→ Task to complete
The required answer is every line of the data containing the word "RestErrorBody".

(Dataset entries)

---*---

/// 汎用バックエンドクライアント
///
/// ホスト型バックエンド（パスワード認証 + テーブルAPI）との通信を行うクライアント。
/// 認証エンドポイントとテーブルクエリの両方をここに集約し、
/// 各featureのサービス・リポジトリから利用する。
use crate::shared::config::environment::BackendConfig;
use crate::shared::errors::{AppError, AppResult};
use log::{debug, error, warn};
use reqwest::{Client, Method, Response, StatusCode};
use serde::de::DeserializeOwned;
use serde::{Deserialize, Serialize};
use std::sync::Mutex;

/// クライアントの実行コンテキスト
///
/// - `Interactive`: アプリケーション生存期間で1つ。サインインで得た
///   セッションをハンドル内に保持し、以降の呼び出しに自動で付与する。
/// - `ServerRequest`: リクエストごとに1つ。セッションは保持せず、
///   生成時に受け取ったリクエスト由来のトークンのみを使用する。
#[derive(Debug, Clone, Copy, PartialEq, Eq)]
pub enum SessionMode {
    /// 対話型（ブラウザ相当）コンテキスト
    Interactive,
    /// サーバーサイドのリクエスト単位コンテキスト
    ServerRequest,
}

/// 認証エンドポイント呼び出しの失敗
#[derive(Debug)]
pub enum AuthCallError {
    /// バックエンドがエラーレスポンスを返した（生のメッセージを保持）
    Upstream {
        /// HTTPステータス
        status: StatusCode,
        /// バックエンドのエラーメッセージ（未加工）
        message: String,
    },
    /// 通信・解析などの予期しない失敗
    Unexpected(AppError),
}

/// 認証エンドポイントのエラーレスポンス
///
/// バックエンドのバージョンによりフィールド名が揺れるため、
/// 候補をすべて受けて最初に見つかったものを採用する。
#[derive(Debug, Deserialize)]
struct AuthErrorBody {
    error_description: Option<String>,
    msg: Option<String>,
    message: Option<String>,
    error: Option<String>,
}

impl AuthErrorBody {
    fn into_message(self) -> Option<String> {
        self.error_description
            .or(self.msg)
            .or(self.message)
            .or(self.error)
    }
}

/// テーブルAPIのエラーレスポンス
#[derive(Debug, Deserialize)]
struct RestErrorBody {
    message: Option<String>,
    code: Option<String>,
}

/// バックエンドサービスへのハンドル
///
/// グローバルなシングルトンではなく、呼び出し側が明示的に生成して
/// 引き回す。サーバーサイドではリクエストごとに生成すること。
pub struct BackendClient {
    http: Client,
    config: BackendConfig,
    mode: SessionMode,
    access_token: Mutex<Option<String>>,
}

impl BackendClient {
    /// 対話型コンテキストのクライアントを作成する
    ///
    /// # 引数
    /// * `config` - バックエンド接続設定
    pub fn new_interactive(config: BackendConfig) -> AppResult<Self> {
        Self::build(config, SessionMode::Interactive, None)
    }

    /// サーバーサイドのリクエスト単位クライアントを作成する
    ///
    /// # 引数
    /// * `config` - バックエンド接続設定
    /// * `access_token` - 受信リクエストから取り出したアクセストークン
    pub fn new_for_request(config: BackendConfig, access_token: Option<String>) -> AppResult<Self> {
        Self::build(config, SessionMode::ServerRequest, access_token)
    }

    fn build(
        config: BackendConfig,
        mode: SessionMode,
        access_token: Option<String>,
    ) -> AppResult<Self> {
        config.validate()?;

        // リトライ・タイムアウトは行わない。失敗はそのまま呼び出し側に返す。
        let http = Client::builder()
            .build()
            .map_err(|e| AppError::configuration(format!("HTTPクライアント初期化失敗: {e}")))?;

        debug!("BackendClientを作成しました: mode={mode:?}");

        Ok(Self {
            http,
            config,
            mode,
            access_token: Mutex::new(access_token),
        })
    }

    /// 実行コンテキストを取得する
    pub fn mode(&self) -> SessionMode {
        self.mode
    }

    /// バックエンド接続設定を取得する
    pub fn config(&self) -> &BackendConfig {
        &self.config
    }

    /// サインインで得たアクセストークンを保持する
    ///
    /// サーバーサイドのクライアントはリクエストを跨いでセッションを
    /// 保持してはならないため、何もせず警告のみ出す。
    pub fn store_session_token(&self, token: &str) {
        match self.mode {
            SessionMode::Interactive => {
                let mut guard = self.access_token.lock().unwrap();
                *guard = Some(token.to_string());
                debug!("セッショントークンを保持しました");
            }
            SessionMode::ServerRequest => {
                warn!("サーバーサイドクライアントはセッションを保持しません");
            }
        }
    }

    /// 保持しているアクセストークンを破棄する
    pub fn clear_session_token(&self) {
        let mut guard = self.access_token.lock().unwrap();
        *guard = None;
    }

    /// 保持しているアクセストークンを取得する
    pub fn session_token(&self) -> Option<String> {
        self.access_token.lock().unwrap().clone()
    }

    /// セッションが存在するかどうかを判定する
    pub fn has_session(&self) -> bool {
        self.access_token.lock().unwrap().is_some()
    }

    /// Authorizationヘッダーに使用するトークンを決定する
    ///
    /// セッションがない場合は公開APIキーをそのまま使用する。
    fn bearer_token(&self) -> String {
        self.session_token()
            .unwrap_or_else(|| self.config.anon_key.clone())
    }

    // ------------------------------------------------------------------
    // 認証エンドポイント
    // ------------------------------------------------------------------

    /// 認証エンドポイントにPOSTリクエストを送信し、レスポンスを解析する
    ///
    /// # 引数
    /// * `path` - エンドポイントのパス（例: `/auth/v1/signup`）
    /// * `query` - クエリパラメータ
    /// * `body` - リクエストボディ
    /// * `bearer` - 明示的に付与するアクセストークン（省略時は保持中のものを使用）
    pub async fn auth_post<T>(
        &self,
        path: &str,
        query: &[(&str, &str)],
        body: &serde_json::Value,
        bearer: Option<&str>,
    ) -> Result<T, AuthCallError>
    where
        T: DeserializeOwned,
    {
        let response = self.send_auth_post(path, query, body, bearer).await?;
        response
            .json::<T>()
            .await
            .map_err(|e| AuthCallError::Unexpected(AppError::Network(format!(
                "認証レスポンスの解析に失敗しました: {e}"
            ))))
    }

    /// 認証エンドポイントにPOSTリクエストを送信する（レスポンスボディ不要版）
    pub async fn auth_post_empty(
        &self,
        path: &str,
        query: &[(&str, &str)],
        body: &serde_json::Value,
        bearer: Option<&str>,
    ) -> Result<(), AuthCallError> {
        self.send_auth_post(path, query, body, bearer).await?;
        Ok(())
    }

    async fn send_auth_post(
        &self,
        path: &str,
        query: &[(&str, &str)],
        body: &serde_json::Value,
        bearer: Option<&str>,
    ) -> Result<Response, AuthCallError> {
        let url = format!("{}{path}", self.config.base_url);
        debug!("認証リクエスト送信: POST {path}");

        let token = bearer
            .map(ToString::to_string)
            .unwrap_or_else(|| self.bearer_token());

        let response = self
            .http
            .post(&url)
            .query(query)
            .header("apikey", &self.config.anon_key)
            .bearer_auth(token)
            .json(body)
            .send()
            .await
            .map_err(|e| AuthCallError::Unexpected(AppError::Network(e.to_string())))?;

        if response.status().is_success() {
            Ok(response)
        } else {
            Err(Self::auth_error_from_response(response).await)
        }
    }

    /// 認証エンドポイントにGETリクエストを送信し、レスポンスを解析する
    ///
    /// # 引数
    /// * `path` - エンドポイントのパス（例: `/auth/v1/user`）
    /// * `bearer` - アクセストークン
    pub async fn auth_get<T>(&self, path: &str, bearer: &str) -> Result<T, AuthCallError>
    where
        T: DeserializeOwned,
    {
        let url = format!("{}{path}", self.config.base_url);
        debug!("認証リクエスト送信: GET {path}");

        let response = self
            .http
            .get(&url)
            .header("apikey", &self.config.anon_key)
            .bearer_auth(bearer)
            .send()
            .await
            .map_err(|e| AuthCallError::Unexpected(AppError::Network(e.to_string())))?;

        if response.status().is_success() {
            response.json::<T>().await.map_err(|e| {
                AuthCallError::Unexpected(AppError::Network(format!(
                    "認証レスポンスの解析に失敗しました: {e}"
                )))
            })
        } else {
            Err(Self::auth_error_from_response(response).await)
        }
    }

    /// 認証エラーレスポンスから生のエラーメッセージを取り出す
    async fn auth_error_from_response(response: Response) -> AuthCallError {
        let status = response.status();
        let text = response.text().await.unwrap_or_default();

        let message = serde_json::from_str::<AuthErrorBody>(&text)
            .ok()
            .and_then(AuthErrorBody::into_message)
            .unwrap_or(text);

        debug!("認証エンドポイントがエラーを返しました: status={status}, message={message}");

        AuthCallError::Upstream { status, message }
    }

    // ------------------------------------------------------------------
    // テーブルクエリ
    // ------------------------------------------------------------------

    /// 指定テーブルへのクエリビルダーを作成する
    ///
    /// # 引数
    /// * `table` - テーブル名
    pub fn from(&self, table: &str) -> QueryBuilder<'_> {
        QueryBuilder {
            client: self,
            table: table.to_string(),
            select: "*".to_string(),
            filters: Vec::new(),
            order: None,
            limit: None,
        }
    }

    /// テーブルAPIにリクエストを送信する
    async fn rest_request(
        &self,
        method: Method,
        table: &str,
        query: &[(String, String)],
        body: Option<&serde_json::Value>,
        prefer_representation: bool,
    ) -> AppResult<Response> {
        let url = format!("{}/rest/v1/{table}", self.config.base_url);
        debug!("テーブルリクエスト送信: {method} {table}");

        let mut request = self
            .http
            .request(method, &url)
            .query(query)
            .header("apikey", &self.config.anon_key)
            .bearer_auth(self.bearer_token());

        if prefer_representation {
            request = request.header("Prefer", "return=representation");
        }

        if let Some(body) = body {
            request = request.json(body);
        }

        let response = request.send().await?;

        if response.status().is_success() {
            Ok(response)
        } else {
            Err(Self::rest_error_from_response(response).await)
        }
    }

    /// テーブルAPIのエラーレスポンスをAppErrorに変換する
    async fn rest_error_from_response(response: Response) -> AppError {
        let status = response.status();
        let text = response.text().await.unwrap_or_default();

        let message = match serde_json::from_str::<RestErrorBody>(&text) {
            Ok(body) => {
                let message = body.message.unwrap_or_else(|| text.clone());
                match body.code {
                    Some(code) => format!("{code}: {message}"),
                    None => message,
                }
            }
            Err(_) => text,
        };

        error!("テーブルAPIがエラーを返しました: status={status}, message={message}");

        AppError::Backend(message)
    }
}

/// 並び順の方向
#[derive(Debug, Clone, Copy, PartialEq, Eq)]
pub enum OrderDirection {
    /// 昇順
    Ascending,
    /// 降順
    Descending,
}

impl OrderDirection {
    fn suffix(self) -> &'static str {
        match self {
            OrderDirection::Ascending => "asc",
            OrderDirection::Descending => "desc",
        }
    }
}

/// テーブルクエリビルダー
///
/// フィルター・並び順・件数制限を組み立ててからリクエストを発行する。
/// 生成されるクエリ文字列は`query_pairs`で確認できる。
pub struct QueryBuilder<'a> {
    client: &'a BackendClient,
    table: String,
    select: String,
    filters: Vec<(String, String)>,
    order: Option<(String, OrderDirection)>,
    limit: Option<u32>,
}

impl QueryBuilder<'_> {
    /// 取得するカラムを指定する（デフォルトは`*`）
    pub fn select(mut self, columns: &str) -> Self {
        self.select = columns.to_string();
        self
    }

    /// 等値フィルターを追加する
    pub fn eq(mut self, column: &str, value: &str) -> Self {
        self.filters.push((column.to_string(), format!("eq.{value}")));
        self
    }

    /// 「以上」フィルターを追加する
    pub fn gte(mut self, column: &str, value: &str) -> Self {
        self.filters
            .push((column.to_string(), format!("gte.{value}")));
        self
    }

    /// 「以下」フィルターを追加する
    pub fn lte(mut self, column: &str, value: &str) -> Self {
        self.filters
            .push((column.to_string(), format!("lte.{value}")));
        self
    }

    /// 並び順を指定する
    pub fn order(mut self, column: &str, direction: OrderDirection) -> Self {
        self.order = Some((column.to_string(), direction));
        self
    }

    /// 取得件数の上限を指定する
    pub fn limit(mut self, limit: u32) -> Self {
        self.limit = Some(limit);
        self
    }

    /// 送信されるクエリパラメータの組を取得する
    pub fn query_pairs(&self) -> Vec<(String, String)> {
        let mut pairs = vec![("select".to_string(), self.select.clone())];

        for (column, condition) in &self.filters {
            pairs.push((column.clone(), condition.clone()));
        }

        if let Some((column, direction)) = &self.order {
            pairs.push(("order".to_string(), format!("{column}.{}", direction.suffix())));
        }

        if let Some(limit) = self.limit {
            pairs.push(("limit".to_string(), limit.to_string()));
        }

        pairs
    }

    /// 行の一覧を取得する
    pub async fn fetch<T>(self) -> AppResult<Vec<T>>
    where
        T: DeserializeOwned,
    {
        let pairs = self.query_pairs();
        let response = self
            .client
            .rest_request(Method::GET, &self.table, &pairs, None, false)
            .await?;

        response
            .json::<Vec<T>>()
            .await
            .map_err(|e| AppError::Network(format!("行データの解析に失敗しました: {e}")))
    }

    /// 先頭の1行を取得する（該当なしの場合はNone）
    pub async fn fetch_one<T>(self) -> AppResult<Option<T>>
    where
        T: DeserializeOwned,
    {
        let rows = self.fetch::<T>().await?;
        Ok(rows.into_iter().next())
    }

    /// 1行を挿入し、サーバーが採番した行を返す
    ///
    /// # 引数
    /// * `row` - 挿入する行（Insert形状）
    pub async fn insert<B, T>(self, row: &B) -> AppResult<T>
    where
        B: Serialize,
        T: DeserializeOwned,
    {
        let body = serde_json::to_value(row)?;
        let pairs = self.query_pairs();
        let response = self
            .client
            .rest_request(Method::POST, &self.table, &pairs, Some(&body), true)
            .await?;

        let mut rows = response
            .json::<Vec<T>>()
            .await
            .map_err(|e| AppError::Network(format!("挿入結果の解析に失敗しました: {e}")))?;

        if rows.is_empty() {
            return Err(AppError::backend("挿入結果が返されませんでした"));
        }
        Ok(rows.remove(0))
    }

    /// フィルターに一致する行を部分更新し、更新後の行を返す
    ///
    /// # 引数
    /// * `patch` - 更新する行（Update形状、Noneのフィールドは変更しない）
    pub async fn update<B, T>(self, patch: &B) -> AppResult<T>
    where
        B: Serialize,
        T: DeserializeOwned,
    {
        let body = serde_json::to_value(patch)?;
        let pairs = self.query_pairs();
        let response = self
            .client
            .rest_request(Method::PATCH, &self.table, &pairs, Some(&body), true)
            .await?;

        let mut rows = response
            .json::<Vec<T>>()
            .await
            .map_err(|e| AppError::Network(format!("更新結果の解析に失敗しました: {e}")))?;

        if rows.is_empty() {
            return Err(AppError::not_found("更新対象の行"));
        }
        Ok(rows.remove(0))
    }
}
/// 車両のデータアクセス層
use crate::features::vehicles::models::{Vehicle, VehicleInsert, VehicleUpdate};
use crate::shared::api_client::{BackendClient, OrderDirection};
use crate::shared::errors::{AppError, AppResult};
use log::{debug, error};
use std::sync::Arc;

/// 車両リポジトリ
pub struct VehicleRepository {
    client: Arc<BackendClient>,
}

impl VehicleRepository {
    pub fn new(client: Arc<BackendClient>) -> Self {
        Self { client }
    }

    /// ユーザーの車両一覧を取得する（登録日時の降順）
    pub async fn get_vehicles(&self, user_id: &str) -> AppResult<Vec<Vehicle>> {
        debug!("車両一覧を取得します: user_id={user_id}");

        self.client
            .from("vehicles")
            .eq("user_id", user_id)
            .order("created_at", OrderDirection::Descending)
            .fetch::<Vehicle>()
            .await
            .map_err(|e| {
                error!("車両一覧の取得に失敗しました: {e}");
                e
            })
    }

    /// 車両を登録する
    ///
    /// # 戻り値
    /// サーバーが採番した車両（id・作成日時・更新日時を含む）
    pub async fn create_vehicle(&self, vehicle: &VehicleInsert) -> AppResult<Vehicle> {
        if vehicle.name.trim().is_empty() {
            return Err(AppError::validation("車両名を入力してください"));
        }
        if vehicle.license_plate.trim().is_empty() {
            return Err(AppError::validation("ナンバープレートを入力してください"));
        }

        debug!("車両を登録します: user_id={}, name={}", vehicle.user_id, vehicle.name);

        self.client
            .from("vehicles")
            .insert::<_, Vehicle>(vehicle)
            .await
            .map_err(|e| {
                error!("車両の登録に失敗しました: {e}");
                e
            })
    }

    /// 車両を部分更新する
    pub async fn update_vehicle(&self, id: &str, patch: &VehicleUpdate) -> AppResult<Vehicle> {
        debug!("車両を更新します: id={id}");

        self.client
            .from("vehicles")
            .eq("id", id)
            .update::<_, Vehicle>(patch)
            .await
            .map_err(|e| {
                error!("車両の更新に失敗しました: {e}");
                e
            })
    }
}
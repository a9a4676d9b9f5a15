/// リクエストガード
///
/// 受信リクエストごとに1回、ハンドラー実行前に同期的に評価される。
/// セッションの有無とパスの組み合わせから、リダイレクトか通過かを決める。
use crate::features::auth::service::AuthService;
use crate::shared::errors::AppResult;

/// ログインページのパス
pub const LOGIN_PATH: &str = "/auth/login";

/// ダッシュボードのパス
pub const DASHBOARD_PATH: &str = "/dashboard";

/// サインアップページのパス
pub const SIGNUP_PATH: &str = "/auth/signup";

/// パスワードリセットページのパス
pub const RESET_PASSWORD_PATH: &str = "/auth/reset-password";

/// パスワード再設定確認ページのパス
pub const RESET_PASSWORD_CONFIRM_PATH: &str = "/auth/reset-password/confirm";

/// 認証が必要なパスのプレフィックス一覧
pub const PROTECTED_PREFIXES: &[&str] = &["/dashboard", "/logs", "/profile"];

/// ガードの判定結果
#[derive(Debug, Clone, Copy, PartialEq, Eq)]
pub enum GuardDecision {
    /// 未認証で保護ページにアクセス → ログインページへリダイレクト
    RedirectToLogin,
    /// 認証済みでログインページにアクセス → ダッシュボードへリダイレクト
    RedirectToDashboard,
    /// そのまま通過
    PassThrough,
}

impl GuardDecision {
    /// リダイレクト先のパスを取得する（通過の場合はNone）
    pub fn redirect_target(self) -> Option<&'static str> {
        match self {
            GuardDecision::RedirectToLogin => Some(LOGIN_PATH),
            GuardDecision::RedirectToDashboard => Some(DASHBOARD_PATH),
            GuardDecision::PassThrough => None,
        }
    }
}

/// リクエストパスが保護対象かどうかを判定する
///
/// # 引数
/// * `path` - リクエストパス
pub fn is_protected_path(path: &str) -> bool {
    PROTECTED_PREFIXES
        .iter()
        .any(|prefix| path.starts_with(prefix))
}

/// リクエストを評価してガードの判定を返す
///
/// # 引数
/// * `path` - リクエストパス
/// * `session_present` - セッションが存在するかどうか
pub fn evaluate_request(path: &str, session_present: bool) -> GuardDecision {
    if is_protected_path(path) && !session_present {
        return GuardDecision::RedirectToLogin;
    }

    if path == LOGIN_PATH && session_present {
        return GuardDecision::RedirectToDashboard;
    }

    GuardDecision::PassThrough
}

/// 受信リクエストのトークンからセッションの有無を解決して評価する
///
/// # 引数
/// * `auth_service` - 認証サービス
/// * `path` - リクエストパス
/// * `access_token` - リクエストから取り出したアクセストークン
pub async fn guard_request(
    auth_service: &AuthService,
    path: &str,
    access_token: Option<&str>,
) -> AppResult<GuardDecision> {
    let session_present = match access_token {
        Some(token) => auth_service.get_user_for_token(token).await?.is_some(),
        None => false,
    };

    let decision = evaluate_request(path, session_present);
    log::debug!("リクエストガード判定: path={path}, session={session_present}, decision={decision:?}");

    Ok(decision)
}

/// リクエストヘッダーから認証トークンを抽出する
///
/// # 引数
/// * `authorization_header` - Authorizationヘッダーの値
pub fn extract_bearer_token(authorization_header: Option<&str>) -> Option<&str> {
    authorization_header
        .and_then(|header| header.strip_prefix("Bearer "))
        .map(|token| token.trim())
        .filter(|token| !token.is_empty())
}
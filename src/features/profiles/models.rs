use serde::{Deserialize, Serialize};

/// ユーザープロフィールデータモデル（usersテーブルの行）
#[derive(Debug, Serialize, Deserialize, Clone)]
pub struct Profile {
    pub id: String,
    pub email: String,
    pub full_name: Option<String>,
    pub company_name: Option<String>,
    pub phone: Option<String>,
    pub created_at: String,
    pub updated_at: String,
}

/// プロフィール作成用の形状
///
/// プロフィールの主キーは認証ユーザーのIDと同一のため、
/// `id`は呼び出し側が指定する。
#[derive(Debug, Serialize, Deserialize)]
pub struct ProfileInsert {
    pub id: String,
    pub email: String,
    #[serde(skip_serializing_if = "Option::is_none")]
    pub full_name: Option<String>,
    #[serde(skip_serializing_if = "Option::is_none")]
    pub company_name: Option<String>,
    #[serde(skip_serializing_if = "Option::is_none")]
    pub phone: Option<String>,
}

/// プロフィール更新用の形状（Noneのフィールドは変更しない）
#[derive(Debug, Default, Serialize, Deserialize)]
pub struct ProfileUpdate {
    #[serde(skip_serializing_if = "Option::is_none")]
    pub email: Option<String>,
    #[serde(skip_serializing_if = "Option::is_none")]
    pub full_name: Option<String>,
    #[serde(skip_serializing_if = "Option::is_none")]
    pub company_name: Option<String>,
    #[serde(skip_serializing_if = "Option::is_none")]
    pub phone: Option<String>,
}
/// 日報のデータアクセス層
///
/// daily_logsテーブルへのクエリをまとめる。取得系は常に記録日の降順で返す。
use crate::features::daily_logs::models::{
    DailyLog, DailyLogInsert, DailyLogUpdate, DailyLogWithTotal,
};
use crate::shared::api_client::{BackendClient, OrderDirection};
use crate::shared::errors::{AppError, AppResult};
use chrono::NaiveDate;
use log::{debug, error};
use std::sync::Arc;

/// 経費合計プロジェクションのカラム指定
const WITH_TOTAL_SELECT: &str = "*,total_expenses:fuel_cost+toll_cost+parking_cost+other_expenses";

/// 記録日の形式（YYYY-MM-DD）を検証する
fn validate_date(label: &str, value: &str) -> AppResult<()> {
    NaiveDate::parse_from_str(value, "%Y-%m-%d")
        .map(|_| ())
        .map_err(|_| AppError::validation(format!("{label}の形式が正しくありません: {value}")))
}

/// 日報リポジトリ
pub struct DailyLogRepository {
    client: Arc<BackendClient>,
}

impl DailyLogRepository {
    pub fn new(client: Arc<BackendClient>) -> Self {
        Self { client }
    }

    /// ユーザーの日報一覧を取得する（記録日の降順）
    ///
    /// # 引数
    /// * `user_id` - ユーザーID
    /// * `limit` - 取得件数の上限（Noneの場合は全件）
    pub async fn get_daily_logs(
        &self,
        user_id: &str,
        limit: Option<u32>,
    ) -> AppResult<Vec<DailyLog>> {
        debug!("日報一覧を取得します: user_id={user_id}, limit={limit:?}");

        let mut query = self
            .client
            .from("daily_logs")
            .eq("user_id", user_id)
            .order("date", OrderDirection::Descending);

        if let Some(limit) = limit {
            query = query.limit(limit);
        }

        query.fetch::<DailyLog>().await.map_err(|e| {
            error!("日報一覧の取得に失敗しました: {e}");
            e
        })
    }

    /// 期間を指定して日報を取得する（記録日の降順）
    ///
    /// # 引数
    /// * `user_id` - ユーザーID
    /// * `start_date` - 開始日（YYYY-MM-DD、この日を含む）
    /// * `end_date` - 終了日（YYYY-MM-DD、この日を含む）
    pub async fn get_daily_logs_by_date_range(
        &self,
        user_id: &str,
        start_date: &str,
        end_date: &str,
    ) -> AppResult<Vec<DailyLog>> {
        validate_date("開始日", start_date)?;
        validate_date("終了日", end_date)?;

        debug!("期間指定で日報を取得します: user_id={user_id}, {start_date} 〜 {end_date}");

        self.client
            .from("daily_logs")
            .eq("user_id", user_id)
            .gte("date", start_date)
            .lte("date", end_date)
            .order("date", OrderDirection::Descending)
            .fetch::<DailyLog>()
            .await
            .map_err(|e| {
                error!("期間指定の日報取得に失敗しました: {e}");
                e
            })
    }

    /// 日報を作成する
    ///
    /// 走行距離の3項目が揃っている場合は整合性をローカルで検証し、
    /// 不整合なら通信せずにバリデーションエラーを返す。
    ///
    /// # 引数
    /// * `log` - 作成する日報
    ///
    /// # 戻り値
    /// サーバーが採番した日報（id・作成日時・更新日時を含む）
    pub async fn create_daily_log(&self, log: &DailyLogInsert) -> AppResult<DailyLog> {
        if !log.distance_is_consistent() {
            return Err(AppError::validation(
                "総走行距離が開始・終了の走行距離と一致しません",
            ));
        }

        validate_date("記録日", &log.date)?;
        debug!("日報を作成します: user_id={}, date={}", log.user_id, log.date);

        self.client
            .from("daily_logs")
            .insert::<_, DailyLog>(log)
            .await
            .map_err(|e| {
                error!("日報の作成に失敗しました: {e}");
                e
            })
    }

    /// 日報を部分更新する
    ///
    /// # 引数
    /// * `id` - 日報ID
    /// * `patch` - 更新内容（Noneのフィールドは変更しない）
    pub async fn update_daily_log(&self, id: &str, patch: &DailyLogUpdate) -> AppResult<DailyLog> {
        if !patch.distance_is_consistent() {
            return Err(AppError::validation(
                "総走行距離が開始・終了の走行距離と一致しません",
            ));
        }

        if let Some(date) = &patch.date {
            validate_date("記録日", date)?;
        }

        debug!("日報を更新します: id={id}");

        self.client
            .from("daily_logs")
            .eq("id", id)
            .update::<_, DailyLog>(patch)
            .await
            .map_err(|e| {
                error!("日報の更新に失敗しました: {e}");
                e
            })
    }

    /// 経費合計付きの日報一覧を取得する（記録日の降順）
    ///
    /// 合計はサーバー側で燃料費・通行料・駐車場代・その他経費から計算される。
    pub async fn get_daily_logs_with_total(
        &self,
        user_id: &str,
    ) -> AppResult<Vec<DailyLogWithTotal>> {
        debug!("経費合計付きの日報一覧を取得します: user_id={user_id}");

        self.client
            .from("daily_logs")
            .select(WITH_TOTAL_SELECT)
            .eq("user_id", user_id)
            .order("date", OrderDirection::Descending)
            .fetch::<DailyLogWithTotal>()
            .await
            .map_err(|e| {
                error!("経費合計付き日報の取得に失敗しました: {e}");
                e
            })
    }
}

---*---

→ Task solution
struct RestErrorBody {
        let message = match serde_json::from_str::<RestErrorBody>(&text) {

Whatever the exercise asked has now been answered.